→ What to work on
Look through the data below and report how many lines include "from". Only the number should be given.

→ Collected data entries

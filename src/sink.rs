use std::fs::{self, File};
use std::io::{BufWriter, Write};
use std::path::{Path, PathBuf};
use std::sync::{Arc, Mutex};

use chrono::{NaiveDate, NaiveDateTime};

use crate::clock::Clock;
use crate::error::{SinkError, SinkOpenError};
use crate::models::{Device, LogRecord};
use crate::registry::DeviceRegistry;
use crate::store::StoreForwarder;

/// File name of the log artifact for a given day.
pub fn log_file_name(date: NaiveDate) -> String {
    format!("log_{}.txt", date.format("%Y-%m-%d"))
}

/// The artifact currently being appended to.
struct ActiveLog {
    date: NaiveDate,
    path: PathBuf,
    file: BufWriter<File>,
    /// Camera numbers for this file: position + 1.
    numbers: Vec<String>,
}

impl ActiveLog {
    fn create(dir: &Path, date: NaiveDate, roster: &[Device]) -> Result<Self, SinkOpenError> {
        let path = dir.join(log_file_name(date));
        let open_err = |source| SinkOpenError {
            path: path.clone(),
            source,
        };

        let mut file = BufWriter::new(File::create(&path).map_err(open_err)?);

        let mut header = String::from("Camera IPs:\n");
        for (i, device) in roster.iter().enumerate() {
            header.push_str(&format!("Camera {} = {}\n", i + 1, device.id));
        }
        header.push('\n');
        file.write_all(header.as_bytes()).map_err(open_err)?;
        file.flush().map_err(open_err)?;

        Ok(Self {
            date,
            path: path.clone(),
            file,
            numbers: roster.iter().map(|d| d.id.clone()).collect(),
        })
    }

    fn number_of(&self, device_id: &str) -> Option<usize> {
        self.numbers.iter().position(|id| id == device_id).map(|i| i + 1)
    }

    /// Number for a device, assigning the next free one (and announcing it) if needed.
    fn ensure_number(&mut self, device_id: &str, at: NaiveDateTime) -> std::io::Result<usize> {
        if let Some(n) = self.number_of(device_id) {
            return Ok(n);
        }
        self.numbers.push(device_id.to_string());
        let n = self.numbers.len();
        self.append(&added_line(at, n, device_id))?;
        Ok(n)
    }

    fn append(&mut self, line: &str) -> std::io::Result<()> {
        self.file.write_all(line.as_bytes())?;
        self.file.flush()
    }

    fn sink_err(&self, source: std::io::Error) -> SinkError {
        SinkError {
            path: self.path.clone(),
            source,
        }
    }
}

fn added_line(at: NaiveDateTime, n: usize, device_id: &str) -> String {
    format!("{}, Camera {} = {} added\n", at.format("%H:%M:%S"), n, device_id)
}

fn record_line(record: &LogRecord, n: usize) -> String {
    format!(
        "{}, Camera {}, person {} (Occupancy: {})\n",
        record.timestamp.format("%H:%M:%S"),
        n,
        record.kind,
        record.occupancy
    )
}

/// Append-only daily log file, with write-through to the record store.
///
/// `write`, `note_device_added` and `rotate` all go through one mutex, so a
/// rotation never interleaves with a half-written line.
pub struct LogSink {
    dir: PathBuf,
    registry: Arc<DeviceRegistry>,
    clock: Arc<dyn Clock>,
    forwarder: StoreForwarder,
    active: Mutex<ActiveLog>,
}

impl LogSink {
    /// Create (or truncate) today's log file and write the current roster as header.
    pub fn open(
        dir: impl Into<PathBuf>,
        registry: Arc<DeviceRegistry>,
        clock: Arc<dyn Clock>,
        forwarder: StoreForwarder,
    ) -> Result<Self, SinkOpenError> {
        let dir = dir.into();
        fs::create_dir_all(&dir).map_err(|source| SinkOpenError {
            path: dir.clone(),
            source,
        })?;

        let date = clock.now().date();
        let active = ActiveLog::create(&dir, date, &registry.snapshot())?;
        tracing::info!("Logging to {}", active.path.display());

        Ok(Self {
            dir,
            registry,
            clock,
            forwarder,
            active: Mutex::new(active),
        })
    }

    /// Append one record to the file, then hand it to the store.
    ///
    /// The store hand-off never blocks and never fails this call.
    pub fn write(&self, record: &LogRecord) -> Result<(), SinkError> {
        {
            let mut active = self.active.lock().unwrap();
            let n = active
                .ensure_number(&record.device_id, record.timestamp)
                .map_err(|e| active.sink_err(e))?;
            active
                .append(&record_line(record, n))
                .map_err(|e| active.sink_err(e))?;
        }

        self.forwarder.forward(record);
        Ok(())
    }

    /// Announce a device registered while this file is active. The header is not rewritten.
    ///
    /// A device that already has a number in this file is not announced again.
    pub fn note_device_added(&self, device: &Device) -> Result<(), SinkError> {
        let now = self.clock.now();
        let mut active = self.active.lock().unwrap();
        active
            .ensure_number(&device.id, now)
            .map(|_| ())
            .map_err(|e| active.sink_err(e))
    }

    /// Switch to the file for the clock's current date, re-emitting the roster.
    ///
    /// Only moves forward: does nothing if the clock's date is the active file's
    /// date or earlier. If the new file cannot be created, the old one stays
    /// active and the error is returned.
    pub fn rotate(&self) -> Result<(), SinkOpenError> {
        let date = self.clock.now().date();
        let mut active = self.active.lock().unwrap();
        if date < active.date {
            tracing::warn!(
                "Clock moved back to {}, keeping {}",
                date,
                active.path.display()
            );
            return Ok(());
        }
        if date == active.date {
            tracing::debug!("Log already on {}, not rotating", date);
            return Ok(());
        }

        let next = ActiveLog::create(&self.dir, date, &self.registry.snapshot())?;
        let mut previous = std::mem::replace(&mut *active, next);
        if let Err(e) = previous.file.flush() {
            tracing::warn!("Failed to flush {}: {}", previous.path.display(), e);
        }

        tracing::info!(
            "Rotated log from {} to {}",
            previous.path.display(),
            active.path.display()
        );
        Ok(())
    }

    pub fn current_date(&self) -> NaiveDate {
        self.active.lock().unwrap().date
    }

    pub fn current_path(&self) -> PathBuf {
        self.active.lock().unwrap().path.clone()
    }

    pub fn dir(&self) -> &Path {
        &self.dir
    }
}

→ Written solution
2